有人脸色惨白,咬紧牙光,闷声冲杀,一次又一次;有人大喊大叫,掩饰自己内心的恐惧,但也跟着自己人不要命地把手里的武器往敌方的身上捅插砸。鲜血喷溅,惨叫连连,不断有人倒下。有的一倒下就无声无息,有的却痛苦地哀嚎着,翻滚着,抽搐着,久久不肯死去。但没有人停手,双方都杀红了眼。这仿佛成了一场比赛,比赛谁更冷血,谁更心狠,谁更下得狠手。
生命在其中毫无意义的陨落,比秋天的落叶还不如。袁乃东望着月光下的这一帮人,再一次生出强烈的荒谬感:在22世纪的地球,为什么会发生这样的事情?
何子华是入侵者的重点攻击对象,但在村民的掩护下,他已经成功逃出,回到村长何福厚的身边。他脸上的瘢痕闪着骄傲的光。在那里,更多的黑衣黑裤的村民护卫着他。村长站在人群中,脸色阴晴不定。
袁乃东问:“他们是来干嘛的?”
何子富答道:“这些土匪,是来抢粮食的。今年发了蝗灾,地里的庄稼被啃咬了大半,周围几个区都是如此。我们还勉强收获了一批粮食,大茅寨那边错过了时机,颗粒未收。他们派人来谈判,起初还好言好语,说用茶叶、布匹和盐巴交换,可我们的粮食也不多啊。他们就开始明偷暗抢了。”
说话间,一队大茅寨的入侵者向着粮仓这边猛攻过来。当先一人,长得虎背熊腰,把长柄镰刀舞得呼呼生风,一路走来,已经连杀两个村民。受此鼓励,跟着他的四名同伴都齐声欢呼“王哥万岁!”
王哥甩甩镰刀上的鲜血,满脸铁青,继续前进。
这些人,无论是进攻方还是防守方,都未经格斗训练,厮杀全凭本能。像王哥这种身高臂长又肯下死手之人,自是占尽优势。袁乃东明显感觉到身边的村民出现了恐慌,随时可能丢下武器,一跑了之。

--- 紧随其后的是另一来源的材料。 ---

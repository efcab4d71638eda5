//! Unified application error types for cfgd.
//!
//! The plugin crate maps its errors into [`AppError`] so the daemon
//! propagates one type with `?`.

use std::fmt;
use thiserror::Error;

/// Top-level error kind categorization used across the entire application.
#[derive(Debug, Clone, Copy, PartialEq, Eq, Hash, serde::Serialize, serde::Deserialize)]
pub enum ErrorKind {
    /// The requested resource was not found.
    NotFound,
    /// A configuration error occurred.
    Configuration,
    /// A filesystem I/O error occurred.
    Io,
    /// A plugin failed to load, initialise, or run a lifecycle hook.
    Plugin,
    /// A transaction phase was vetoed or driven out of order.
    Transaction,
}

impl fmt::Display for ErrorKind {
    fn fmt(&self, f: &mut fmt::Formatter<'_>) -> fmt::Result {
        match self {
            Self::NotFound => write!(f, "NOT_FOUND"),
            Self::Configuration => write!(f, "CONFIGURATION"),
            Self::Io => write!(f, "IO"),
            Self::Plugin => write!(f, "PLUGIN"),
            Self::Transaction => write!(f, "TRANSACTION"),
        }
    }
}

/// The unified application error used throughout cfgd.
///
/// Crate-specific errors are mapped into `AppError` using `From` impls
/// or explicit `.map_err()` calls. This gives the daemon a single error
/// type at its boundary.
#[derive(Debug, Error)]
#[error("{kind}: {message}")]
pub struct AppError {
    /// The category of error.
    pub kind: ErrorKind,
    /// A human-readable error message.
    pub message: String,
    /// Optional underlying cause.
    #[source]
    pub source: Option<Box<dyn std::error::Error + Send + Sync>>,
}

impl AppError {
    /// Create a new application error.
    pub fn new(kind: ErrorKind, message: impl Into<String>) -> Self {
        Self {
            kind,
            message: message.into(),
            source: None,
        }
    }

    /// Create a new application error with an underlying cause.
    pub fn with_source(
        kind: ErrorKind,
        message: impl Into<String>,
        source: impl std::error::Error + Send + Sync + 'static,
    ) -> Self {
        Self {
            kind,
            message: message.into(),
            source: Some(Box::new(source)),
        }
    }

    /// Create a configuration error.
    pub fn configuration(message: impl Into<String>) -> Self {
        Self::new(ErrorKind::Configuration, message)
    }
}

impl Clone for AppError {
    fn clone(&self) -> Self {
        Self {
            kind: self.kind,
            message: self.message.clone(),
            source: None,
        }
    }
}

impl From<std::io::Error> for AppError {
    fn from(err: std::io::Error) -> Self {
        Self::with_source(ErrorKind::Io, format!("I/O error: {err}"), err)
    }
}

这时,铁匠何子华大喝一声,跃出己方的队伍,前冲五六米,与王哥正面交锋。铁锤与镰刀碰撞的声音在这杂乱的环境中也很突出。“三哥当心!三哥加油!”何敏萱在身后喊道。铁锤势大力沉,竟将镰刀砸弯,而镰刀轻盈快捷,加上王哥臂长惊人,在两次互碰之后,他避开了第三次撞击,趁着铁匠力气用尽之际,将镰刀割向铁匠的腰间。眼见着铁匠就要中招,袁乃东已经从身边村民的长矛上,掰下铁矛头,抖手掷向王哥。那铁矛头破空而出,错过铁匠的身体,正中王哥的额头,直穿进去。王哥仰天倒下,手中镰刀兀自划中铁匠的后腰,却无后继之力,堪堪滑过,旋即脱手,掉落一旁。
“啊!三哥!”何敏萱急切的呼唤这才说出口。铁匠回头冲袁乃东笑笑,表示感谢,又转向剩下了四名入侵者,大喊:“还不快滚!等着送死吗?”其中一人用颤抖的声音回答:“死有什么可怕!战死总比饿死强!何况,还可能重生呢!大家一起上!”这话很鼓舞人,散逸的勇气回到他们的身上,他们呐喊着,挥舞着锄头和竹枪冲向手持铁锤的何子富。
就在这时,一声呜咽突然凭空传来。
在场的所有人都停住了,仿佛都化作了石像。
呜咽声极为短促,但高亢而凄厉,停下之后仿佛依然在耳边回**。少顷,第二声响起。这一次,它如泣如诉,绵延不绝,直听得人心生哀怨,头皮发麻。袁乃东迅速判断出这声音来自西北偏北,云雾山深处,10公里之外的悬崖顶上。虽然一时之间判断不出那声音是谁或者什么发出的,但它在月光照耀下的千山万壑来来回回,仿佛叠叠的浪涌上岸滩。
刚才还生死相搏的两帮人这个时候面面相觑起来。然后,大茅寨的入侵者纷纷丢下了手里的武器,什么话也不说,转身走向寨门。古老寨的村民也不阻拦,任由他们离去。眨眼之间,入侵者走得干干净净,如果不是满地的尸体和乱七八糟丢弃的武器,仿佛他们不曾来过。
“都回家吧。”何村长命令道。
于是,古老寨的村民们也面带惶恐,拿着武器,各自回家。